A Post Office legal representative understands the “profound mistrust” following a list of disclosure failings throughout the Horizon IT inquiry.
A further disclosure setback in November, in which about 363,000 emails were found on a “legacy” mailing system – one that doesn’t meet current technological standards – resulted in witnesses being delayed.
Chris Jackson, a lawyer representing the Post Office, apologised for the delay.
Before the latest disclosure failings, the inquiry had been held up by hard copy documents being found in new Post Office locations and the misuse of search terms in the disclosure exercise.
Other failings contributing to the delay included:
• Relevant emails not being disclosed to the investigation
• Failing to consider “families” of documents
• Not disclosing names of those blind copied into emails (when the name is not visible to other recipients)
• Failing to disclose documents on back-up tapes
Mr Jackson said the disclosure issues were “deeply and understandably frustrating to the inquiry, to postmasters and their families… and to those witnesses who have been affected”.
Between 1999 and 2015, thousands of people running post offices around the UK were unjustifiably hounded and prosecuted after bogus shortfalls appeared on their computer systems.
More than 700 Post Office branch managers were given criminal convictions after the faulty Fujitsu accounting software – called Horizon – made it appear as though money was missing from their shops.
The scandal crippled families, with victims describing losing their homes, marriages failing, and deterioration of health among other troubles. It has been linked to at least four suicides.
A statutory inquiry opened in 2021 into what has been described as the “worst miscarriage of justice in recent British legal history”.

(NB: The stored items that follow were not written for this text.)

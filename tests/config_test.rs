// Configuration loading tests

use std::io::Write;

use threefold::config::AppConfig;

#[test]
fn test_default_configuration() {
    let config = AppConfig::default();

    assert_eq!(config.worker.origin, "https://cleave.app");
    assert_eq!(config.worker.cache_prefix, "threefold");
    assert_eq!(config.worker.cache_version, "v1");
    assert!(config.worker.precache.contains(&"/".to_string()));
    assert!(config.worker.precache.contains(&config.worker.offline_path));
    assert_eq!(config.worker.api_prefixes, vec!["/api/".to_string()]);
    assert_eq!(config.worker.backend_marker, "supabase.co");
    assert_eq!(config.notify.default_title, "Cleave");
    assert_eq!(config.notify.default_url, "/dashboard");
    assert!(!config.push.application_server_key.is_empty());
}

#[test]
fn test_load_from_file() {
    let mut file = tempfile::NamedTempFile::new().unwrap();
    write!(
        file,
        r#"
        [worker]
        origin = "https://staging.cleave.app"
        cache_version = "v7"
        precache = ["/", "/offline"]

        [push]
        user_agent = "cleave-web/1.0"

        [notify]
        default_tag = "cleave-staging"
        "#
    )
    .unwrap();

    let config = AppConfig::load(file.path()).unwrap();

    assert_eq!(config.worker.origin, "https://staging.cleave.app");
    assert_eq!(config.worker.cache_version, "v7");
    assert_eq!(config.worker.precache.len(), 2);
    // Unspecified fields keep their defaults
    assert_eq!(config.worker.cache_prefix, "threefold");
    assert_eq!(config.push.user_agent.as_deref(), Some("cleave-web/1.0"));
    assert_eq!(config.notify.default_tag, "cleave-staging");
    assert_eq!(config.notify.default_title, "Cleave");
}

#[test]
fn test_missing_file_is_an_error() {
    assert!(AppConfig::load("/nonexistent/threefold.toml").is_err());
}

#[test]
fn test_serialize_round_trip() {
    let config = AppConfig::default();
    let serialized = toml::to_string(&config).unwrap();
    let parsed: AppConfig = toml::from_str(&serialized).unwrap();

    assert_eq!(parsed.worker.cache_version, config.worker.cache_version);
    assert_eq!(parsed.notify.default_url, config.notify.default_url);
    assert_eq!(
        parsed.push.application_server_key,
        config.push.application_server_key
    );
}
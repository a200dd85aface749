// Worker lifecycle tests: install pre-population and generation eviction

use std::sync::Arc;

use threefold::config::{AppConfig, WorkerConfig};
use threefold::notify::{MemoryPresenter, MemoryWindows};
use threefold::worker::{
    CacheStore, CapturedResponse, MemoryCacheStore, OfflineWorker, ScriptedNetwork, WorkerEvent,
    WorkerPhase,
};

fn make_worker(
    config: AppConfig,
) -> (OfflineWorker, Arc<MemoryCacheStore>, Arc<ScriptedNetwork>) {
    let cache = Arc::new(MemoryCacheStore::new());
    let network = Arc::new(ScriptedNetwork::new());
    let worker = OfflineWorker::new(
        &config,
        cache.clone(),
        network.clone(),
        Arc::new(MemoryPresenter::new()),
        Arc::new(MemoryWindows::new()),
    )
    .unwrap();
    (worker, cache, network)
}

fn config_with_precache(precache: Vec<&str>) -> AppConfig {
    AppConfig {
        worker: WorkerConfig {
            precache: precache.into_iter().map(String::from).collect(),
            ..WorkerConfig::default()
        },
        ..AppConfig::default()
    }
}

#[tokio::test]
async fn test_install_completes_despite_failed_entry() {
    // "/" succeeds while "/offline" is unreachable; install still completes
    // and the cache holds "/" but not "/offline"
    let (worker, cache, network) = make_worker(config_with_precache(vec!["/", "/offline"]));
    network
        .serve("https://cleave.app/", CapturedResponse::ok(b"home".to_vec()))
        .await;

    worker.handle_event(WorkerEvent::Install).await.unwrap();

    assert_eq!(worker.phase().await, WorkerPhase::Installed);
    assert!(cache
        .get("threefold-v1", "GET https://cleave.app/")
        .await
        .unwrap()
        .is_some());
    assert!(cache
        .get("threefold-v1", "GET https://cleave.app/offline")
        .await
        .unwrap()
        .is_none());
}

#[tokio::test]
async fn test_activate_keeps_only_current_generation() {
    // After activation only "threefold-v1" remains
    let (worker, cache, _) = make_worker(config_with_precache(vec![]));
    cache
        .put("threefold-v0", "GET https://cleave.app/", CapturedResponse::ok(b"stale".to_vec()))
        .await
        .unwrap();
    cache
        .put("threefold-v1", "GET https://cleave.app/", CapturedResponse::ok(b"current".to_vec()))
        .await
        .unwrap();

    worker.handle_event(WorkerEvent::Install).await.unwrap();
    worker.handle_event(WorkerEvent::Activate).await.unwrap();

    assert_eq!(
        cache.cache_names().await.unwrap(),
        vec!["threefold-v1".to_string()]
    );
}

#[tokio::test]
async fn test_activation_evicts_foreign_cache_names() {
    let (worker, cache, _) = make_worker(config_with_precache(vec![]));
    cache
        .put("unrelated-cache", "k", CapturedResponse::ok(b"x".to_vec()))
        .await
        .unwrap();

    worker.handle_event(WorkerEvent::Install).await.unwrap();
    worker.handle_event(WorkerEvent::Activate).await.unwrap();

    assert!(cache.cache_names().await.unwrap().is_empty());
}

#[tokio::test]
async fn test_phase_progression() {
    let (worker, _, network) = make_worker(config_with_precache(vec!["/"]));
    network
        .serve("https://cleave.app/", CapturedResponse::ok(b"home".to_vec()))
        .await;

    assert_eq!(worker.phase().await, WorkerPhase::Parsed);
    worker.handle_event(WorkerEvent::Install).await.unwrap();
    assert_eq!(worker.phase().await, WorkerPhase::Installed);
    worker.handle_event(WorkerEvent::Activate).await.unwrap();
    assert_eq!(worker.phase().await, WorkerPhase::Active);
    assert!(worker.lifecycle().is_claimed().await);
}

#[tokio::test]
async fn test_activate_without_install_is_rejected() {
    let (worker, _, _) = make_worker(config_with_precache(vec![]));
    assert!(worker.handle_event(WorkerEvent::Activate).await.is_err());
    assert_eq!(worker.phase().await, WorkerPhase::Parsed);
}

#[tokio::test]
async fn test_new_version_supersedes_old_caches() {
    // Deploying v2 over an installed v1: activation deletes the v1 caches
    let (worker_v1, cache, network) = make_worker(config_with_precache(vec!["/"]));
    network
        .serve("https://cleave.app/", CapturedResponse::ok(b"home".to_vec()))
        .await;
    worker_v1.handle_event(WorkerEvent::Install).await.unwrap();
    worker_v1.handle_event(WorkerEvent::Activate).await.unwrap();

    let v2_config = AppConfig {
        worker: WorkerConfig {
            cache_version: "v2".to_string(),
            precache: vec!["/".to_string()],
            ..WorkerConfig::default()
        },
        ..AppConfig::default()
    };
    let worker_v2 = OfflineWorker::new(
        &v2_config,
        cache.clone(),
        network.clone(),
        Arc::new(MemoryPresenter::new()),
        Arc::new(MemoryWindows::new()),
    )
    .unwrap();

    worker_v2.handle_event(WorkerEvent::Install).await.unwrap();
    worker_v2.handle_event(WorkerEvent::Activate).await.unwrap();

    assert_eq!(
        cache.cache_names().await.unwrap(),
        vec!["threefold-v2".to_string()]
    );
}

It previously looked at the human impact of the scandal, the rollout of Horizon, and its operation – and now is probing the action taken against sub-postmasters.
Read more on the scandal:
Investigators ‘offered bonuses’ to prosecute sub-postmasters
Mass exoneration of sub-postmasters ‘right thing to do’, says minister
Scottish victims placed in ‘intolerable’ position
In November, Jason Beer KC, counsel for the inquiry, said it was “the conduct” of the Post Office that was “standing in our way” of calling witnesses.
He had said: “We as your counsel want to get on with the business of progress in this inquiry. But the conduct of one of the core participants is presently standing in our way.”
Mr Beer added that the series of disclosure failings were “etched in the memory” of the counsel.
Mr Jackson said that since he began representing the Post Office in May 2023, “all the professional advisers working for Post Office on the inquiry… are behaving properly and professionally, working intensively and with significant resource, to provide all requested evidence to the inquiry”.
“Were it ever to be suggested otherwise, that would be a matter of profound professional concern,” he added
On Thursday at the inquiry, former investigator Stephen Bradshaw denied he and others “behaved like mafia gangsters” in the criminal probe of several sub-postmasters.